Top of Dataset records

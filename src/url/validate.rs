use serde::{Deserialize, Serialize};
use std::borrow::Cow;
use std::net::Ipv4Addr;
use url::{Host, Url};

/// Hostnames that are never fetched, regardless of how they resolve
const BLOCKED_HOSTNAMES: &[&str] = &[
    "localhost",
    "localhost.localdomain",
    "ip6-localhost",
    "ip6-loopback",
    "0.0.0.0",
];

/// Outcome of validating a raw URL string
///
/// Validation never fails with an error: a rejected input is reported as a
/// verdict carrying the reason of the first rule it broke.
#[derive(Debug, Clone, PartialEq, Eq, Serialize, Deserialize)]
pub struct ValidationVerdict {
    pub valid: bool,
    pub reason: Option<String>,
}

impl ValidationVerdict {
    pub fn accept() -> Self {
        Self {
            valid: true,
            reason: None,
        }
    }

    pub fn reject(reason: impl Into<String>) -> Self {
        Self {
            valid: false,
            reason: Some(reason.into()),
        }
    }
}

/// Validates an untrusted URL string before any network access
///
/// # Rules
///
/// Checked in order; the first failing rule determines the reason:
///
/// 1. Empty or unparsable input → "Invalid URL format"
/// 2. Scheme must be http or https; a missing scheme is treated as https
/// 3. Hostname in the fixed blocklist → "Blocked hostname"
/// 4. Literal private or link-local IPv4, bare or IPv4-mapped IPv6 →
///    "Private IP address"
/// 5. `..` in the path or the domain → "suspicious path traversal"
///
/// The private address check is lexical: hostnames are never resolved.
///
/// # Examples
///
/// ```
/// use prompt_harvest::url::validate;
///
/// assert!(validate("https://example.com/docs").valid);
/// assert!(validate("example.com").valid);
/// assert!(!validate("ftp://example.com/").valid);
/// assert!(!validate("http://192.168.1.10/").valid);
/// ```
pub fn validate(input: &str) -> ValidationVerdict {
    match parse_checked(input) {
        Ok(_) => ValidationVerdict::accept(),
        Err(reason) => ValidationVerdict::reject(reason),
    }
}

/// Parses and validates in one pass, returning the parsed URL on success
pub(crate) fn parse_checked(input: &str) -> Result<Url, String> {
    let trimmed = input.trim();
    if trimmed.is_empty() {
        return Err("Invalid URL format: empty input".to_string());
    }

    let candidate = with_default_scheme(trimmed);
    let url = Url::parse(&candidate).map_err(|e| format!("Invalid URL format: {}", e))?;

    if url.scheme() != "http" && url.scheme() != "https" {
        return Err(format!("Invalid protocol: {}", url.scheme()));
    }

    let host = url
        .host()
        .ok_or_else(|| "Invalid URL format: missing hostname".to_string())?;

    if is_blocked_host(&host) {
        return Err(format!("Blocked hostname: {}", host));
    }

    if let Some(addr) = literal_ipv4(&host) {
        if addr.is_unspecified() || is_private_ipv4(addr) {
            return Err(format!("Private IP address: {}", host));
        }
    }

    if has_traversal(&candidate) {
        return Err("Invalid URL: suspicious path traversal".to_string());
    }

    Ok(url)
}

/// Prepends `https://` when the input carries no scheme of its own
///
/// `example.com:8080/path` is scheme-less even though it parses as a URL
/// with scheme `example.com`, so a port-shaped remainder is treated as a
/// missing scheme.
fn with_default_scheme(input: &str) -> Cow<'_, str> {
    if has_explicit_scheme(input) {
        Cow::Borrowed(input)
    } else {
        Cow::Owned(format!("https://{}", input))
    }
}

fn has_explicit_scheme(input: &str) -> bool {
    let Some((scheme, rest)) = input.split_once(':') else {
        return false;
    };

    let mut chars = scheme.chars();
    let valid_scheme = chars.next().is_some_and(|c| c.is_ascii_alphabetic())
        && chars.all(|c| c.is_ascii_alphanumeric() || matches!(c, '+' | '-' | '.'));
    if !valid_scheme {
        return false;
    }

    // host:port, optionally followed by a path
    let port: String = rest.chars().take_while(|c| c.is_ascii_digit()).collect();
    let after_port = &rest[port.len()..];
    let looks_like_port =
        !port.is_empty() && (after_port.is_empty() || after_port.starts_with(['/', '?', '#']));

    !looks_like_port
}

fn is_blocked_host(host: &Host<&str>) -> bool {
    match host {
        Host::Domain(domain) => {
            let domain = domain.to_lowercase();
            BLOCKED_HOSTNAMES.contains(&domain.as_str()) || domain.ends_with(".localhost")
        }
        Host::Ipv4(addr) => addr.is_unspecified(),
        Host::Ipv6(addr) => addr.is_loopback() || addr.is_unspecified(),
    }
}

/// IPv4 literal behind the host, including the `::ffff:a.b.c.d` mapped form
fn literal_ipv4(host: &Host<&str>) -> Option<Ipv4Addr> {
    match host {
        Host::Ipv4(addr) => Some(*addr),
        Host::Ipv6(addr) => addr.to_ipv4_mapped(),
        Host::Domain(_) => None,
    }
}

/// Returns true for 10/8, 172.16/12, 192.168/16, 127/8 and 169.254/16
pub fn is_private_ipv4(addr: Ipv4Addr) -> bool {
    let [a, b, _, _] = addr.octets();
    matches!(
        (a, b),
        (10, _) | (127, _) | (192, 168) | (169, 254) | (172, 16..=31)
    )
}

/// Detects `..` in the authority or as a path segment
///
/// Runs on the raw candidate string because URL parsing removes dot
/// segments before they could be inspected.
fn has_traversal(candidate: &str) -> bool {
    let after_scheme = candidate
        .split_once("://")
        .map(|(_, rest)| rest)
        .unwrap_or(candidate);

    let (authority, path) = match after_scheme.find(['/', '?', '#']) {
        Some(idx) => after_scheme.split_at(idx),
        None => (after_scheme, ""),
    };

    if authority.contains("..") {
        return true;
    }

    let path = path.split(['?', '#']).next().unwrap_or("");
    path.split(['/', '\\']).any(|segment| {
        let lowered = segment.to_ascii_lowercase();
        matches!(lowered.as_str(), ".." | "%2e%2e" | ".%2e" | "%2e.")
    })
}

Bottom of Dataset records

Task:
All lines from the one containing "let [a, b, _, _] = addr.octets();" down to the final line above are to be restated word for word; leave out the rest.

Answer:
    let [a, b, _, _] = addr.octets();
    matches!(
        (a, b),
        (10, _) | (127, _) | (192, 168) | (169, 254) | (172, 16..=31)
    )
}

/// Detects `..` in the authority or as a path segment
///
/// Runs on the raw candidate string because URL parsing removes dot
/// segments before they could be inspected.
fn has_traversal(candidate: &str) -> bool {
    let after_scheme = candidate
        .split_once("://")
        .map(|(_, rest)| rest)
        .unwrap_or(candidate);

    let (authority, path) = match after_scheme.find(['/', '?', '#']) {
        Some(idx) => after_scheme.split_at(idx),
        None => (after_scheme, ""),
    };

    if authority.contains("..") {
        return true;
    }

    let path = path.split(['?', '#']).next().unwrap_or("");
    path.split(['/', '\\']).any(|segment| {
        let lowered = segment.to_ascii_lowercase();
        matches!(lowered.as_str(), ".." | "%2e%2e" | ".%2e" | "%2e.")
    })
}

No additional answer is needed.